* _Required action_
Stop after the line containing "assert_eq!(team.staff(), data.staff_members);": print each line exactly from the first line of the listing up to that point.

* _Available records_
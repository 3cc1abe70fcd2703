//! End-to-end tests over the in-memory backend
//! 基于内存后端的端到端测试

mod common;

use std::sync::Arc;

use festival_site::admin::{AdminWriter, EventDraft, StatisticDraft};
use festival_site::auth::AuthGate;
use festival_site::backend::FileUpload;
use festival_site::constants::{buckets, tables, SITE_CONTENT_RPC};
use festival_site::content::{fetcher, AggregateStatus, EventDay, LoadSource, Vibe};
use festival_site::storage::{DocumentLibrary, StorageGateway};
use festival_site::{BackendHandles, ContentError, Resource, SiteDataStore};

#[tokio::test]
async fn test_backend_handles_from_memory_config() {
    let handles = BackendHandles::from_config(&common::memory_config()).unwrap();
    let store = SiteDataStore::new(handles.content);

    let snapshot = store.refetch().await;
    assert_eq!(snapshot.status, AggregateStatus::Ready);
    assert_eq!(snapshot.source, Some(LoadSource::Batched));
    let data = snapshot.data.unwrap();
    assert_eq!(data.events.len(), 3);
    assert_eq!(data.button_text("register"), "Register Now");
}

#[tokio::test]
async fn test_missing_fixture_is_config_error() {
    let mut config = common::memory_config();
    config.fixture = Some("does/not/exist.json".into());

    let err = BackendHandles::from_config(&config).unwrap_err();
    assert!(matches!(err, ContentError::Config(_)));
}

#[tokio::test]
async fn test_batched_and_fallback_agree() {
    let (backend, handles) = common::seeded_handles();
    let store = SiteDataStore::new(handles.content.clone());
    let batched = store.refetch().await.data.unwrap();

    backend.fail_rpc(SITE_CONTENT_RPC, "function timed out");
    let snapshot = store.refetch().await;
    assert_eq!(snapshot.source, Some(LoadSource::Parallel));
    assert_eq!(snapshot.data.unwrap(), batched);
}

#[tokio::test]
async fn test_fetchers_match_aggregate() {
    let (_, handles) = common::seeded_handles();
    let store = SiteDataStore::new(handles.content.clone());
    let data = store.refetch().await.data.unwrap();

    let events = fetcher::events(handles.content.clone()).refetch().await;
    assert_eq!(events.data.unwrap(), data.events);

    let team = fetcher::team_members(handles.content.clone());
    team.refetch().await;
    assert_eq!(team.staff(), data.staff_members);
    assert_eq!(team.students(), data.student_members);

    let preview = fetcher::gallery_preview(handles.content).refetch().await;
    let urls: Vec<String> = data.gallery_images.iter().map(|g| g.image_url.clone()).collect();
    assert_eq!(preview.data.unwrap(), urls);
}

#[tokio::test]
async fn test_admin_session_writes_and_refreshes() {
    let (backend, handles) = common::seeded_handles();
    let gate = AuthGate::new(handles.auth.clone(), handles.content.clone());
    let state = gate.sign_in("admin@fest.edu", "festival-admin").await.unwrap();
    assert!(state.is_admin);

    let store = SiteDataStore::new(handles.content.clone());
    store.refetch().await;

    let writer = AdminWriter::new(
        handles.content.clone(),
        StorageGateway::new(handles.storage.clone()),
    );
    let id = writer
        .create_event(
            &EventDraft {
                title: "Upside Down Quiz".to_string(),
                inspiration: "Stranger Things".to_string(),
                description: "Trivia from the other side.".to_string(),
                image: String::new(),
                color: "scarlet".to_string(),
                symbols: vec!["⚡".to_string()],
                day: EventDay::One,
                vibe: Vibe::Horror,
            },
            Some(&FileUpload::new("quiz.png", vec![1, 2, 3])),
        )
        .await
        .unwrap();
    assert_eq!(id, "upside-down-quiz");
    assert_eq!(backend.object_paths(buckets::EVENT_POSTERS).len(), 1);

    writer
        .create(&StatisticDraft {
            label: "Workshops".to_string(),
            value: "6".to_string(),
            order: 5,
        })
        .await
        .unwrap();

    // Cache is untouched until a section refetch / 在分区重新获取前缓存保持不变
    assert_eq!(store.data().unwrap().events.len(), 3);
    store.refetch_section(Resource::Events).await.unwrap();
    store.refetch_section_named("statistics").await.unwrap();

    let data = store.data().unwrap();
    assert_eq!(data.events.len(), 4);
    assert_eq!(data.statistics.len(), 5);
    let quiz = data.events.iter().find(|e| e.id == id).unwrap();
    assert!(quiz.image.contains(buckets::EVENT_POSTERS));
}

#[tokio::test]
async fn test_guest_cannot_sign_in() {
    let (backend, handles) = common::seeded_handles();
    let gate = AuthGate::new(handles.auth, handles.content);

    let err = gate.sign_in("guest@fest.edu", "guest-pass").await.unwrap_err();
    assert_eq!(err.to_string(), "Incorrect email or password");
    assert!(!gate.state().is_admin);
    assert_eq!(backend.rows(tables::ADMINS).len(), 1);
}

#[tokio::test]
async fn test_document_library_round_trip() {
    let (backend, handles) = common::seeded_handles();
    let library = DocumentLibrary::new(StorageGateway::new(handles.storage));

    assert!(library.refetch().await.data.unwrap().is_empty());

    let url = library
        .upload(&FileUpload::new("rules.pdf", b"%PDF".to_vec()))
        .await
        .unwrap();
    let docs = library.refetch().await.data.unwrap();
    assert_eq!(docs.len(), 1);
    assert_eq!(docs[0].url, url);
    assert!(docs[0].name.ends_with(".pdf"));

    library.delete(&url).await.unwrap();
    assert!(backend.object_paths(buckets::ADMIN_DOCUMENTS).is_empty());
}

* _Written solution_
repository 3cc1abe70fcd2703
//! End-to-end tests over the in-memory backend
//! 基于内存后端的端到端测试

mod common;

use std::sync::Arc;

use festival_site::admin::{AdminWriter, EventDraft, StatisticDraft};
use festival_site::auth::AuthGate;
use festival_site::backend::FileUpload;
use festival_site::constants::{buckets, tables, SITE_CONTENT_RPC};
use festival_site::content::{fetcher, AggregateStatus, EventDay, LoadSource, Vibe};
use festival_site::storage::{DocumentLibrary, StorageGateway};
use festival_site::{BackendHandles, ContentError, Resource, SiteDataStore};

#[tokio::test]
async fn test_backend_handles_from_memory_config() {
    let handles = BackendHandles::from_config(&common::memory_config()).unwrap();
    let store = SiteDataStore::new(handles.content);

    let snapshot = store.refetch().await;
    assert_eq!(snapshot.status, AggregateStatus::Ready);
    assert_eq!(snapshot.source, Some(LoadSource::Batched));
    let data = snapshot.data.unwrap();
    assert_eq!(data.events.len(), 3);
    assert_eq!(data.button_text("register"), "Register Now");
}

#[tokio::test]
async fn test_missing_fixture_is_config_error() {
    let mut config = common::memory_config();
    config.fixture = Some("does/not/exist.json".into());

    let err = BackendHandles::from_config(&config).unwrap_err();
    assert!(matches!(err, ContentError::Config(_)));
}

#[tokio::test]
async fn test_batched_and_fallback_agree() {
    let (backend, handles) = common::seeded_handles();
    let store = SiteDataStore::new(handles.content.clone());
    let batched = store.refetch().await.data.unwrap();

    backend.fail_rpc(SITE_CONTENT_RPC, "function timed out");
    let snapshot = store.refetch().await;
    assert_eq!(snapshot.source, Some(LoadSource::Parallel));
    assert_eq!(snapshot.data.unwrap(), batched);
}

#[tokio::test]
async fn test_fetchers_match_aggregate() {
    let (_, handles) = common::seeded_handles();
    let store = SiteDataStore::new(handles.content.clone());
    let data = store.refetch().await.data.unwrap();

    let events = fetcher::events(handles.content.clone()).refetch().await;
    assert_eq!(events.data.unwrap(), data.events);

    let team = fetcher::team_members(handles.content.clone());
    team.refetch().await;
    assert_eq!(team.staff(), data.staff_members);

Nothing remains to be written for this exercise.